* **Exercise directions**
The answer is to be the full listing, unchanged in every line.

* **Given records**
· · · · ·
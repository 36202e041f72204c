//! Authentication middleware for protected routes.
//!
//! Token issuance happens elsewhere; this boundary only validates bearer
//! tokens and turns their claims into the acting user.

use axum::{
    Json,
    extract::{FromRequestParts, Request, State},
    http::{StatusCode, header::AUTHORIZATION, request::Parts},
    middleware::Next,
    response::{IntoResponse, Response},
};
use reimburse_core::approval::{Actor, UserRole};
use reimburse_shared::{Claims, JwtError};
use serde_json::json;
use uuid::Uuid;

use crate::AppState;
use crate::error::forbidden;

/// Extracts the bearer token from the Authorization header.
fn extract_bearer_token(header: &str) -> Option<&str> {
    header
        .strip_prefix("Bearer ")
        .or_else(|| header.strip_prefix("bearer "))
}

/// Authentication middleware that validates JWT tokens.
///
/// This middleware:
/// 1. Extracts the Bearer token from the Authorization header
/// 2. Validates the token using the JWT service
/// 3. Stores the claims in request extensions for handlers to access
pub async fn auth_middleware(
    State(state): State<AppState>,
    mut request: Request,
    next: Next,
) -> Response {
    let auth_header = request
        .headers()
        .get(AUTHORIZATION)
        .and_then(|h| h.to_str().ok());

    let Some(token) = auth_header.and_then(extract_bearer_token) else {
        return (
            StatusCode::UNAUTHORIZED,
            Json(json!({
                "error": "missing_token",
                "message": "Authorization header with Bearer token is required"
            })),
        )
            .into_response();
    };

    match state.jwt_service.validate_token(token) {
        Ok(claims) => {
            request.extensions_mut().insert(claims);
            next.run(request).await
        }
        Err(e) => {
            let (error, message) = match e {
                JwtError::Expired => ("token_expired", "Token has expired"),
                _ => ("invalid_token", "Invalid or malformed token"),
            };

            (
                StatusCode::UNAUTHORIZED,
                Json(json!({ "error": error, "message": message })),
            )
                .into_response()
        }
    }
}

/// Extractor for the authenticated user.
///
/// Rejects requests whose claims carry an unknown role.
#[derive(Debug, Clone)]
pub struct AuthUser {
    claims: Claims,
    role: UserRole,
}

impl AuthUser {
    /// Returns the user ID from the claims.
    #[must_use]
    pub const fn user_id(&self) -> Uuid {
        self.claims.user_id()
    }

    /// Returns the company ID from the claims.
    #[must_use]
    pub const fn company_id(&self) -> Uuid {
        self.claims.company_id()
    }

    /// Returns the user's role.
    #[must_use]
    pub const fn role(&self) -> UserRole {
        self.role
    }

    /// Returns the acting user as the routing engine sees it.
    #[must_use]
    pub fn actor(&self) -> Actor {
        Actor {
            id: self.user_id().into(),
            role: self.role,
            company_id: self.company_id().into(),
        }
    }

    /// Returns the inner claims.
    #[must_use]
    pub const fn claims(&self) -> &Claims {
        &self.claims
    }

    /// Passes if the user holds one of `roles`.
    pub fn require_role(&self, roles: &[UserRole]) -> Result<(), Response> {
        if roles.contains(&self.role) {
            Ok(())
        } else {
            Err(forbidden("Insufficient role for this operation"))
        }
    }

    /// Passes for admins only.
    pub fn require_admin(&self) -> Result<(), Response> {
        self.require_role(&[UserRole::Admin])
    }
}

impl<S> FromRequestParts<S> for AuthUser
where
    S: Send + Sync,
{
    type Rejection = (StatusCode, Json<serde_json::Value>);

    async fn from_request_parts(parts: &mut Parts, _state: &S) -> Result<Self, Self::Rejection> {
        let unauthorized = |message: &str| {
            (
                StatusCode::UNAUTHORIZED,
                Json(json!({
                    "error": "unauthorized",
                    "message": message
                })),
            )
        };

        let claims = parts
            .extensions
            .get::<Claims>()
            .cloned()
            .ok_or_else(|| unauthorized("Authentication required"))?;
        let role =
            UserRole::parse(&claims.role).ok_or_else(|| unauthorized("Unknown role in token"))?;

        Ok(Self { claims, role })
    }
}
· · · · ·
* **Solution for this problem**
repository 36202e041f72204c
//! Authentication middleware for protected routes.
//!
//! Token issuance happens elsewhere; this boundary only validates bearer
//! tokens and turns their claims into the acting user.

use axum::{
    Json,
    extract::{FromRequestParts, Request, State},
    http::{StatusCode, header::AUTHORIZATION, request::Parts},
    middleware::Next,
    response::{IntoResponse, Response},
};
use reimburse_core::approval::{Actor, UserRole};
use reimburse_shared::{Claims, JwtError};
use serde_json::json;
use uuid::Uuid;

use crate::AppState;
use crate::error::forbidden;

/// Extracts the bearer token from the Authorization header.
fn extract_bearer_token(header: &str) -> Option<&str> {
    header
        .strip_prefix("Bearer ")
        .or_else(|| header.strip_prefix("bearer "))
}

/// Authentication middleware that validates JWT tokens.
///
/// This middleware:
/// 1. Extracts the Bearer token from the Authorization header
/// 2. Validates the token using the JWT service
/// 3. Stores the claims in request extensions for handlers to access
pub async fn auth_middleware(
    State(state): State<AppState>,
    mut request: Request,
    next: Next,
) -> Response {
    let auth_header = request
        .headers()
        .get(AUTHORIZATION)
        .and_then(|h| h.to_str().ok());

    let Some(token) = auth_header.and_then(extract_bearer_token) else {
        return (
            StatusCode::UNAUTHORIZED,
            Json(json!({
                "error": "missing_token",
                "message": "Authorization header with Bearer token is required"
            })),
        )
            .into_response();
    };

    match state.jwt_service.validate_token(token) {
        Ok(claims) => {
            request.extensions_mut().insert(claims);
            next.run(request).await
        }
        Err(e) => {
            let (error, message) = match e {
                JwtError::Expired => ("token_expired", "Token has expired"),
                _ => ("invalid_token", "Invalid or malformed token"),
            };

            (
                StatusCode::UNAUTHORIZED,
                Json(json!({ "error": error, "message": message })),
            )
                .into_response()
        }
    }
}

/// Extractor for the authenticated user.
///
/// Rejects requests whose claims carry an unknown role.
#[derive(Debug, Clone)]
pub struct AuthUser {
    claims: Claims,
    role: UserRole,
}

impl AuthUser {
    /// Returns the user ID from the claims.
    #[must_use]
    pub const fn user_id(&self) -> Uuid {
        self.claims.user_id()
    }

    /// Returns the company ID from the claims.
    #[must_use]
    pub const fn company_id(&self) -> Uuid {
        self.claims.company_id()
    }

    /// Returns the user's role.
    #[must_use]
    pub const fn role(&self) -> UserRole {
        self.role
    }

    /// Returns the acting user as the routing engine sees it.
    #[must_use]
    pub fn actor(&self) -> Actor {
        Actor {
            id: self.user_id().into(),
            role: self.role,
            company_id: self.company_id().into(),
        }
    }

    /// Returns the inner claims.
    #[must_use]
    pub const fn claims(&self) -> &Claims {
        &self.claims
    }

    /// Passes if the user holds one of `roles`.
    pub fn require_role(&self, roles: &[UserRole]) -> Result<(), Response> {
        if roles.contains(&self.role) {
            Ok(())
        } else {
            Err(forbidden("Insufficient role for this operation"))
        }
    }

    /// Passes for admins only.
    pub fn require_admin(&self) -> Result<(), Response> {
        self.require_role(&[UserRole::Admin])
    }
}

impl<S> FromRequestParts<S> for AuthUser
where
    S: Send + Sync,
{
    type Rejection = (StatusCode, Json<serde_json::Value>);

    async fn from_request_parts(parts: &mut Parts, _state: &S) -> Result<Self, Self::Rejection> {
        let unauthorized = |message: &str| {
            (
                StatusCode::UNAUTHORIZED,
                Json(json!({
                    "error": "unauthorized",
                    "message": message
                })),
            )
        };

        let claims = parts
            .extensions
            .get::<Claims>()
            .cloned()
            .ok_or_else(|| unauthorized("Authentication required"))?;
        let role =
            UserRole::parse(&claims.role).ok_or_else(|| unauthorized("Unknown role in token"))?;

        Ok(Self { claims, role })
    }
}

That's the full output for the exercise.